**Directions for this task**:
Please reproduce exactly the lines that begin the listing below, up to and including the line where "pub const EXCHANGE_LIFETIME: Duration" occurs.
________
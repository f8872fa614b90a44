//! Time-bounded duplicate-rejection tracker.
//!
//! Absorbs CoAP retransmissions within the EXCHANGE_LIFETIME window so the
//! pipeline never pushes the same datagram to the broker twice.

use std::hash::Hash;
use std::sync::Arc;
use std::time::Duration;

use dashmap::DashSet;

/// The CoAP EXCHANGE_LIFETIME: the window within which a retransmission
/// of the same `(peer, message id)` pair may arrive (RFC 7252 §4.8.2).
pub const EXCHANGE_LIFETIME: Duration = Duration::from_secs(145);

/// A generic, thread-safe set of keys with scheduled, self-removing
/// membership.
///
/// `K` is typically `(SocketAddr, CoapId)`, but the tracker is generic so
/// it can be unit-tested without pulling in networking types.
#[derive(Debug)]
pub struct DuplicateTracker<K>
where
    K: Eq + Hash + Send + Sync + 'static,
{
    keys: Arc<DashSet<K>>,
}

impl<K> Default for DuplicateTracker<K>
where
    K: Eq + Hash + Send + Sync + 'static,
{
    fn default() -> Self {
        DuplicateTracker {
            keys: Arc::new(DashSet::new()),
        }
    }
}

impl<K> DuplicateTracker<K>
where
    K: Eq + Hash + Send + Sync + Clone + 'static,
{
    pub fn new() -> Self {
        Self::default()
    }

    /// Inserts `key` if absent. Returns `true` iff the key was newly
    /// added.
    pub fn add(&self, key: K) -> bool {
        self.keys.insert(key)
    }

    /// Removes `key` if present. Returns `true` iff it was present.
    pub fn remove(&self, key: K) -> bool {
        self.keys.remove(&key).is_some()
    }

    /// Atomically adds `key`; if it was newly added, schedules its
    /// removal after `delay`. Returns the `add` outcome.
    ///
    /// The scheduled removal runs as an independent task and tolerates
    /// the key having already been removed by the time it fires.
    pub fn add_and_delete_after(&self, key: K, delay: Duration) -> bool {
        let newly_added = self.add(key.clone());
        if newly_added {
            let keys = Arc::clone(&self.keys);
            tokio::spawn(async move {
                tokio::time::sleep(delay).await;
                if keys.remove(&key).is_none() {
                    tracing::trace!("scheduled duplicate-tracker eviction found key already removed");
                }
            });
        }
        newly_added
    }

    pub fn size(&self) -> usize {
        self.keys.len()
    }
}
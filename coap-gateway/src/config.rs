//! Layered configuration for the gateway process.
//!
//! The one setting that actually matters downstream is the primary UDP
//! port. Everything else here is the ambient stack needed to actually
//! boot a process (the duplicate-tracker window and the gRPC bind
//! address both need some home, and this is it).

use std::net::SocketAddr;
use std::time::Duration;

use figment::providers::{Env, Format, Serialized, Toml};
use figment::Figment;
use serde::{Deserialize, Serialize};

fn default_udp_port() -> u16 {
    5683
}

fn default_grpc_bind_addr() -> SocketAddr {
    "0.0.0.0:50051".parse().expect("valid default bind address")
}

fn default_duplicate_window_secs() -> u64 {
    coap_broker::EXCHANGE_LIFETIME.as_secs()
}

#[derive(Debug, Clone, Serialize, Deserialize)]
pub struct GatewayConfig {
    /// UDP port the CoAP ingress socket binds to.
    #[serde(default = "default_udp_port")]
    pub udp_port: u16,

    /// How long a `(peer, message id)` pair is held by the duplicate
    /// tracker before it is eligible to be seen again.
    #[serde(default = "default_duplicate_window_secs")]
    pub duplicate_window_secs: u64,

    /// Bind address for the gRPC subscription façade.
    #[serde(default = "default_grpc_bind_addr")]
    pub grpc_bind_addr: SocketAddr,
}

impl Default for GatewayConfig {
    fn default() -> Self {
        GatewayConfig {
            udp_port: default_udp_port(),
            duplicate_window_secs: default_duplicate_window_secs(),
            grpc_bind_addr: default_grpc_bind_addr(),
        }
    }
}

impl GatewayConfig {
    pub fn duplicate_window(&self) -> Duration {
        Duration::from_secs(self.duplicate_window_secs)
    }

    /// Layers, lowest to highest precedence: built-in defaults, an
    /// optional `gateway.toml` in the working directory, then
    /// `COAP_GW_`-prefixed environment variables (e.g.
    /// `COAP_GW_UDP_PORT=5684`).
    pub fn load() -> Result<Self, figment::Error> {
        Figment::from(Serialized::defaults(GatewayConfig::default()))
            .merge(Toml::file("gateway.toml"))
            .merge(Env::prefixed("COAP_GW_"))
            .extract()
    }
}

#[cfg(test)]
mod tests {
    use super::*;

    #[test]
    fn defaults_match_documented_constants() {
        let config = GatewayConfig::default();
        assert_eq!(config.udp_port, 5683);
        assert_eq!(config.duplicate_window(), coap_broker::EXCHANGE_LIFETIME);
    }

    #[test]
    fn env_var_overrides_default_port() {
        std::env::set_var("COAP_GW_TEST_UDP_PORT", "5684");
        let config: GatewayConfig = Figment::from(Serialized::defaults(GatewayConfig::default()))
            .merge(Env::prefixed("COAP_GW_TEST_"))
            .extract()
            .unwrap();
        std::env::remove_var("COAP_GW_TEST_UDP_PORT");
        assert_eq!(config.udp_port, 5684);
    }
}
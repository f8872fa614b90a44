//! Gateway-level errors: wraps the codec and broker error types plus the
//! boundary failures that only exist once there is a real socket and a
//! real config file.

use std::net::SocketAddr;

use thiserror::Error;

use coap_broker::BrokerError;
use coap_core::ParseError;

#[derive(Error, Debug)]
pub enum GatewayError {
    #[error(transparent)]
    Codec(#[from] ParseError),

    #[error(transparent)]
    Broker(#[from] BrokerError),

    /// A datagram with no source address reached a stage that requires
    /// one. Unreachable from a real `tokio::net::UdpSocket`, kept so the
    /// pipeline's signature does not need an `Option<SocketAddr>`.
    #[error("no peer address associated with this datagram")]
    MissingAddress,

    #[error("udp socket error")]
    Io(#[from] std::io::Error),

    #[error("gRPC transport error")]
    Transport(#[from] tonic::transport::Error),
}

/// A datagram that could not be routed anywhere useful still needs a
/// peer to blame in logs.
#[derive(Debug)]
pub struct PeerError {
    pub peer: SocketAddr,
    pub source: GatewayError,
}

/// Marks a code path the type system cannot rule out but which the
/// protocol's own invariants should make unreachable. In debug builds
/// this panics via `unreachable!`; in release builds it logs and falls
/// back to `default`, rather than taking the process down over a
/// defensive branch that never fired in testing.
#[track_caller]
pub fn unreachable_or_default<T>(context: &str, default: T) -> T {
    if cfg!(debug_assertions) {
        unreachable!("{context}");
    } else {
        tracing::error!(context, "hit a code path believed unreachable");
        default
    }
}
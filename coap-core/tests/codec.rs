//! Integration-level codec properties: header/option round-trips and
//! end-to-end decode-then-respond behavior.

use coap_core::{ack, decode, encode, reset, CoapBody, CoapCode, CoapHeader, CoapMessage, CoapOption, CoapOptionNumber, CoapToken, CoapType, ParseErrorKind};

#[test]
fn header_round_trip_across_the_full_field_space() {
    for version in [1u8] {
        for type_bits in 0u8..4 {
            for tkl in 0u8..=8 {
                for prefix in 0u8..8 {
                    for suffix in [0u8, 1, 16, 31] {
                        for id in [0u16, 1, 0x1234, 0xFFFF] {
                            let b1 = (version << 6) | (type_bits << 4) | tkl;
                            let code = CoapCode::new(prefix, suffix).unwrap();
                            let b2 = code.to_byte();
                            let [id_hi, id_lo] = id.to_be_bytes();

                            let header = CoapHeader::new(
                                version,
                                CoapType::try_from_bits(type_bits).unwrap(),
                                tkl,
                                code,
                                id,
                            )
                            .unwrap();
                            let bytes = header.to_bytes();
                            assert_eq!(bytes, [b1, b2, id_hi, id_lo]);
                        }
                    }
                }
            }
        }
    }
}

#[test]
fn option_extended_encoding_reconstructs_absolute_number_and_value() {
    let deltas = [0u16, 5, 12, 13, 100, 268, 269, 1000, 65804u32 as u16];
    let lengths: [usize; 6] = [0, 5, 12, 13, 268, 269];

    for &delta in &deltas {
        for &length in &lengths {
            let prev = CoapOptionNumber(0);
            // Keep the resulting absolute number inside u16 range.
            let number = CoapOptionNumber(delta.min(60000));
            let value = vec![0x42u8; length];
            let opt = CoapOption::new(number, value.clone(), prev);

            let mut buf = Vec::new();
            coap_core::option::encode_option(&mut buf, prev, &opt);
            let (decoded, consumed) = coap_core::option::decode_option(&buf, prev).unwrap();

            assert_eq!(consumed, buf.len());
            assert_eq!(decoded.number(), number);
            assert_eq!(decoded.value(), value.as_slice());
        }
    }
}

#[test]
fn every_error_on_four_or_more_bytes_carries_the_id() {
    let cases: &[&[u8]] = &[
        &[0x80, 0x01, 0x00, 0x05], // bad version
        &[0x49, 0x01, 0x00, 0x05], // tkl=9, caught by header refinement
        &[0x40, 0x01, 0xAB, 0xCD, 0xFF], // payload marker, no payload
    ];
    for bytes in cases {
        let err = decode(bytes).unwrap_err();
        assert_eq!(err.id, Some(u16::from_be_bytes([bytes[2], bytes[3]])));
    }
}

#[test]
fn every_error_under_four_bytes_carries_no_id() {
    for len in 0..4 {
        let bytes = vec![0u8; len];
        let err = decode(&bytes).unwrap_err();
        assert_eq!(err.id, None);
        assert!(matches!(err.kind, ParseErrorKind::InvalidChunkSize { .. }));
    }
}

#[test]
fn confirmable_get_request_is_acked() {
    let msg = decode(&[0x40, 0x01, 0x12, 0x34]).unwrap();
    assert_eq!(msg.header().msg_type(), CoapType::Confirmable);
    let reply = encode(&ack(msg.header().message_id()));
    assert_eq!(&reply[..], &[0x60, 0x00, 0x12, 0x34]);
}

#[test]
fn payload_marker_with_no_payload_resets() {
    let err = decode(&[0x40, 0x01, 0xAB, 0xCD, 0xFF]).unwrap_err();
    assert_eq!(err.kind, ParseErrorKind::InvalidPayloadMarker);
    let reply = encode(&reset(err.id.unwrap()));
    assert_eq!(&reply[..], &[0x70, 0x00, 0xAB, 0xCD]);
}

#[test]
fn uri_path_option_decodes_and_request_is_acked() {
    let bytes = [0x40, 0x01, 0x00, 0x05, 0xB4, b't', b'e', b's', b't'];
    let msg = decode(&bytes).unwrap();
    assert_eq!(msg.body().uri_path().as_deref(), Some("test"));
    let reply = encode(&ack(msg.header().message_id()));
    assert_eq!(&reply[..], &[0x60, 0x00, 0x00, 0x05]);
}

#[test]
fn decode_of_encode_round_trips_modulo_canonicalization() {
    let header = CoapHeader::new(1, CoapType::NonConfirmable, 2, CoapCode::new(0, 5).unwrap(), 777).unwrap();
    let token = CoapToken::new(&[9, 9]).unwrap();
    let options = vec![
        CoapOption::new(CoapOptionNumber::URI_PATH, b"root".to_vec(), CoapOptionNumber(0)),
        CoapOption::new(CoapOptionNumber::URI_PATH, b"leaf".to_vec(), CoapOptionNumber::URI_PATH),
    ];
    let body = CoapBody::new(Some(token), options, Some(b"hello".to_vec()));
    let msg = CoapMessage::new(header, body);

    let encoded = encode(&msg);
    let decoded = decode(&encoded).unwrap();
    assert_eq!(decoded, msg);
}
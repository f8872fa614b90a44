//! Hierarchical topic paths: canonicalization and sub-path expansion.

/// An ordered sequence of non-empty path segments.
///
/// Canonicalization drops empty segments and strips any embedded `/`
/// character out of a segment (rather than splitting on it) before the
/// path is joined.
#[derive(Debug, Clone, Eq, PartialEq)]
pub struct Topic {
    segments: Vec<String>,
}

impl Topic {
    /// Builds a `Topic` from raw, possibly-dirty segments (e.g. as
    /// received over the gRPC subscription API's repeated `Path`
    /// segments field). A `/` embedded inside a segment is removed, not
    /// treated as a separator.
    pub fn from_segments<I, S>(segments: I) -> Self
    where
        I: IntoIterator<Item = S>,
        S: AsRef<str>,
    {
        let cleaned = segments
            .into_iter()
            .map(|s| s.as_ref().replace('/', ""))
            .filter(|seg| !seg.is_empty())
            .collect();
        Topic { segments: cleaned }
    }

    /// Parses a single `/`-joined path string, e.g. `"a/b/c"`.
    pub fn parse(raw: &str) -> Self {
        Topic::from_segments(raw.split('/'))
    }

    /// True if this topic has no segments and therefore no valid
    /// canonical path (invalid for subscription).
    pub fn is_empty(&self) -> bool {
        self.segments.is_empty()
    }

    pub fn segments(&self) -> &[String] {
        &self.segments
    }

    /// The canonical `/`-joined string form of this topic.
    pub fn canonical(&self) -> String {
        self.segments.join("/")
    }

    /// The left-to-right non-empty prefixes of this topic's canonical
    /// path: for `a/b/c`, `["a", "a/b", "a/b/c"]`.
    ///
    /// A publish to `a/b/c` is routed to subscribers of any of these
    /// prefixes ("sub-path expansion").
    pub fn sub_paths(&self) -> Vec<String> {
        let mut prefixes = Vec::with_capacity(self.segments.len());
        for i in 1..=self.segments.len() {
            prefixes.push(self.segments[..i].join("/"));
        }
        prefixes
    }
}

#[cfg(test)]
mod tests {
    use super::*;

    #[test]
    fn strips_embedded_slashes_and_drops_empty_segments() {
        let topic = Topic::from_segments(["root", "", "a/b", "leaf"]);
        assert_eq!(topic.canonical(), "root/ab/leaf");
    }

    #[test]
    fn parse_splits_on_slash() {
        let topic = Topic::parse("root/node/leaf");
        assert_eq!(topic.segments(), &["root", "node", "leaf"]);
    }

    #[test]
    fn empty_path_is_invalid() {
        assert!(Topic::parse("").is_empty());
        assert!(Topic::from_segments(Vec::<String>::new()).is_empty());
    }

    #[test]
    fn sub_paths_are_left_to_right_prefixes() {
        let topic = Topic::parse("a/b/c");
        assert_eq!(topic.sub_paths(), vec!["a", "a/b", "a/b/c"]);
    }

    #[test]
    fn single_segment_sub_paths_is_itself() {
        let topic = Topic::parse("a");
        assert_eq!(topic.sub_paths(), vec!["a"]);
    }
}
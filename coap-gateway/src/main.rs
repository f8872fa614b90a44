//! Process entry point: a thin `#[tokio::main]` wrapper that loads
//! config, constructs the broker and duplicate tracker, and spawns the
//! ingress, egress, and gRPC tasks until a `ctrl_c` signal.

use std::sync::Arc;

use anyhow::Context;
use bytes::Bytes;
use tokio::sync::mpsc;
use tonic::transport::Server;

use coap_broker::{Broker, DuplicateTracker};
use coap_gateway::config::GatewayConfig;
use coap_gateway::grpc::BrokerGrpc;
use coap_gateway::pipeline::handle_datagram;
use coap_gateway::socket::GatewaySocket;

#[tokio::main(flavor = "multi_thread")]
async fn main() -> anyhow::Result<()> {
    tracing_subscriber::fmt()
        .with_env_filter(tracing_subscriber::EnvFilter::from_default_env())
        .init();

    let config = GatewayConfig::load().context("loading gateway configuration")?;
    tracing::info!(udp_port = config.udp_port, grpc_bind_addr = %config.grpc_bind_addr, "starting coap-gateway");

    let broker = Arc::new(Broker::new());
    let tracker: Arc<DuplicateTracker<(std::net::SocketAddr, coap_core::CoapId)>> =
        Arc::new(DuplicateTracker::new());

    let socket = Arc::new(
        GatewaySocket::bind(([0, 0, 0, 0], config.udp_port).into())
            .await
            .context("binding UDP ingress socket")?,
    );

    let (egress_tx, mut egress_rx) = mpsc::unbounded_channel::<(std::net::SocketAddr, Bytes)>();

    let egress_socket = Arc::clone(&socket);
    let egress_task = tokio::spawn(async move {
        while let Some((peer, bytes)) = egress_rx.recv().await {
            if let Err(err) = egress_socket.send(peer, bytes).await {
                tracing::warn!(?peer, %err, "failed to send reply datagram");
            }
        }
    });

    let ingress_socket = Arc::clone(&socket);
    let ingress_broker = Arc::clone(&broker);
    let ingress_tracker = Arc::clone(&tracker);
    let duplicate_window = config.duplicate_window();
    let ingress_task = tokio::spawn(async move {
        loop {
            match ingress_socket.recv().await {
                Ok((peer, bytes)) => {
                    handle_datagram(
                        peer,
                        bytes,
                        &ingress_tracker,
                        &ingress_broker,
                        &egress_tx,
                        duplicate_window,
                    )
                    .await;
                }
                Err(err) => {
                    tracing::error!(%err, "udp ingress read failed, stopping ingress loop");
                    break;
                }
            }
        }
    });

    let grpc_broker = Arc::clone(&broker);
    let grpc_addr = config.grpc_bind_addr;
    let grpc_task = tokio::spawn(async move {
        let service = BrokerGrpc::new(grpc_broker).into_server();
        Server::builder()
            .add_service(service)
            .serve(grpc_addr)
            .await
    });

    tokio::select! {
        _ = tokio::signal::ctrl_c() => {
            tracing::info!("received ctrl_c, shutting down");
        }
        result = ingress_task => {
            result.context("ingress task panicked")?;
        }
        result = egress_task => {
            result.context("egress task panicked")?;
        }
        result = grpc_task => {
            result.context("grpc task panicked")?.context("grpc server failed")?;
        }
    }

    Ok(())
}
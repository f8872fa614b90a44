//! Whole-message decode/encode: wires the header, token, option, and
//! payload pieces together (RFC 7252 §3).

use ::bytes::Bytes;

use crate::body::CoapBody;
use crate::bytes::take_exact;
use crate::error::{CoapId, ParseError, ParseErrorKind};
use crate::header::{CoapCode, CoapHeader, CoapType};
use crate::option::{decode_option, encode_option, CoapOptionNumber};
use crate::token::CoapToken;

/// A decoded CoAP message: a validated header plus its body.
#[derive(Debug, Clone, Eq, PartialEq)]
pub struct CoapMessage {
    header: CoapHeader,
    body: CoapBody,
}

impl CoapMessage {
    pub fn new(header: CoapHeader, body: CoapBody) -> Self {
        CoapMessage { header, body }
    }

    pub fn header(&self) -> &CoapHeader {
        &self.header
    }

    pub fn body(&self) -> &CoapBody {
        &self.body
    }

    /// Decodes a complete UDP datagram into a message.
    ///
    /// See [`decode`] for the free-function form and the full algorithm
    /// description.
    pub fn decode(buf: &[u8]) -> Result<Self, ParseError> {
        decode(buf)
    }

    /// Encodes this message back into wire bytes. See [`encode`].
    pub fn encode(&self) -> Bytes {
        encode(self)
    }
}

/// Decodes a UDP datagram into a [`CoapMessage`], short-circuiting on the
/// first failure.
///
/// Bytes 2 and 3 (0-indexed; the big-endian message id) are read before
/// any header field is validated, so that every error arising after they
/// were read carries the recovered message id. Only a datagram shorter
/// than 4 bytes produces an id-less error.
pub fn decode(buf: &[u8]) -> Result<CoapMessage, ParseError> {
    if buf.len() < 4 {
        return Err(ParseError::without_id(ParseErrorKind::InvalidChunkSize {
            want: 4,
            have: buf.len(),
        }));
    }

    let id: CoapId = u16::from_be_bytes([buf[2], buf[3]]);

    let b1 = buf[0];
    let b2 = buf[1];
    let version = b1 >> 6;
    let type_bits = (b1 >> 4) & 0x3;
    let token_length = b1 & 0x0F;

    let msg_type = CoapType::try_from_bits(type_bits).map_err(|kind| {
        log::warn!("id={id:#06x}: invalid message type bits {type_bits:#04b}");
        ParseError::with_id(kind, id)
    })?;
    let code = CoapCode::from_byte(b2).map_err(|kind| {
        log::warn!("id={id:#06x}: invalid code byte {b2:#04x}");
        ParseError::with_id(kind, id)
    })?;
    let header = CoapHeader::new(version, msg_type, token_length, code, id)
        .map_err(|kind| ParseError::with_id(kind, id))?;

    let rest = &buf[4..];
    let (token, rest) = if token_length == 0 {
        (None, rest)
    } else {
        let (token_bytes, rest) = take_exact(rest, token_length as usize).map_err(|kind| {
            log::warn!("id={id:#06x}: token_length={token_length}, only {} bytes left", rest.len());
            ParseError::with_id(kind, id)
        })?;
        let token = CoapToken::new(token_bytes).map_err(|kind| ParseError::with_id(kind, id))?;
        (Some(token), rest)
    };

    let (options, payload) = decode_options_and_payload(rest, id)?;

    log::trace!("id={id:#06x}: decoded {} option(s), payload_len={:?}", options.len(), payload.as_ref().map(Vec::len));

    Ok(CoapMessage {
        header,
        body: CoapBody::new(token, options, payload),
    })
}

/// Parses the option sequence and trailing payload: iterates options
/// (tracking the running absolute option number) until the buffer is
/// exhausted or the `0xFF` payload marker is found.
fn decode_options_and_payload(
    mut cursor: &[u8],
    id: CoapId,
) -> Result<(Vec<crate::option::CoapOption>, Option<Vec<u8>>), ParseError> {
    let mut options = Vec::new();
    let mut running = CoapOptionNumber(0);

    loop {
        match cursor.first() {
            None => return Ok((options, None)),
            Some(&0xFF) => {
                let payload = &cursor[1..];
                if payload.is_empty() {
                    log::warn!("id={id:#06x}: payload marker present with no payload bytes following");
                    return Err(ParseError::with_id(ParseErrorKind::InvalidPayloadMarker, id));
                }
                return Ok((options, Some(payload.to_vec())));
            }
            Some(_) => {
                let (option, consumed) = decode_option(cursor, running).map_err(|kind| {
                    log::warn!("id={id:#06x}: option decode failed after option number {running}");
                    ParseError::with_id(kind, id)
                })?;
                running = option.number();
                cursor = &cursor[consumed..];
                options.push(option);
            }
        }
    }
}

/// Encodes a message back into wire bytes: the reciprocal of [`decode`].
///
/// For any message `m` produced by [`decode`], `decode(&encode(&m))` is
/// `Ok(m)`, modulo the absent-vs-empty collection canonicalization that
/// [`CoapBody::new`] already performs.
pub fn encode(msg: &CoapMessage) -> Bytes {
    let mut out = Vec::with_capacity(4);
    out.extend_from_slice(&msg.header.to_bytes());

    if let Some(token) = msg.body.token() {
        out.extend_from_slice(token.as_bytes());
    }

    let mut prev = CoapOptionNumber(0);
    for option in msg.body.options() {
        encode_option(&mut out, prev, option);
        prev = option.number();
    }

    if let Some(payload) = msg.body.payload() {
        out.push(0xFF);
        out.extend_from_slice(payload);
    }

    Bytes::from(out)
}

/// Builds a CON-less acknowledgement for `id`: type `ACK`, code `0.00`,
/// no token, no body.
pub fn ack(id: CoapId) -> CoapMessage {
    let header = CoapHeader::new(1, CoapType::Acknowledgement, 0, CoapCode::EMPTY, id)
        .expect("ack() builds a statically valid header");
    CoapMessage {
        header,
        body: CoapBody::default(),
    }
}

/// Builds a reset for `id`: type `RST`, code `0.00`, no token, no body.
pub fn reset(id: CoapId) -> CoapMessage {
    let header = CoapHeader::new(1, CoapType::Reset, 0, CoapCode::EMPTY, id)
        .expect("reset() builds a statically valid header");
    CoapMessage {
        header,
        body: CoapBody::default(),
    }
}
________
**Output of the exercise**:
repository f8872fa614b90a44
//! Time-bounded duplicate-rejection tracker.
//!
//! Absorbs CoAP retransmissions within the EXCHANGE_LIFETIME window so the
//! pipeline never pushes the same datagram to the broker twice.

use std::hash::Hash;
use std::sync::Arc;
use std::time::Duration;

use dashmap::DashSet;

/// The CoAP EXCHANGE_LIFETIME: the window within which a retransmission
/// of the same `(peer, message id)` pair may arrive (RFC 7252 §4.8.2).
pub const EXCHANGE_LIFETIME: Duration = Duration::from_secs(145);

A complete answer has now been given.